▶ _Your assignment_: Check every line of the data for the string "println" and copy the ones that have it.

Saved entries
:::::

use std::sync::Arc;

use anyhow::Result;
use daybook_core::{ChangeNotifier, DeletionCoordinator, NoopGate, RecordStore, SyncStatus};
use owo_colors::OwoColorize;

pub fn run(id: &str) -> Result<()> {
    let store = Arc::new(crate::open_store()?);
    let record = crate::commands::resolve_record(store.as_ref(), id)?;

    let coordinator =
        DeletionCoordinator::new(store.clone(), Arc::new(NoopGate), ChangeNotifier::new());
    coordinator.delete(record.id)?;

    match store.get(record.id)? {
        Some(kept) if kept.status == SyncStatus::Tombstoned => {
            println!(
                "{}",
                format!(
                    "  Deleted: {} (will be removed from the provider on next sync)",
                    record.content.title
                )
                .green()
            );
        }
        _ => println!("{}", format!("  Deleted: {}", record.content.title).green()),
    }
    Ok(())
}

:::::

▶ _Response_:
            println!(
        _ => println!("{}", format!("  Deleted: {}", record.content.title).green()),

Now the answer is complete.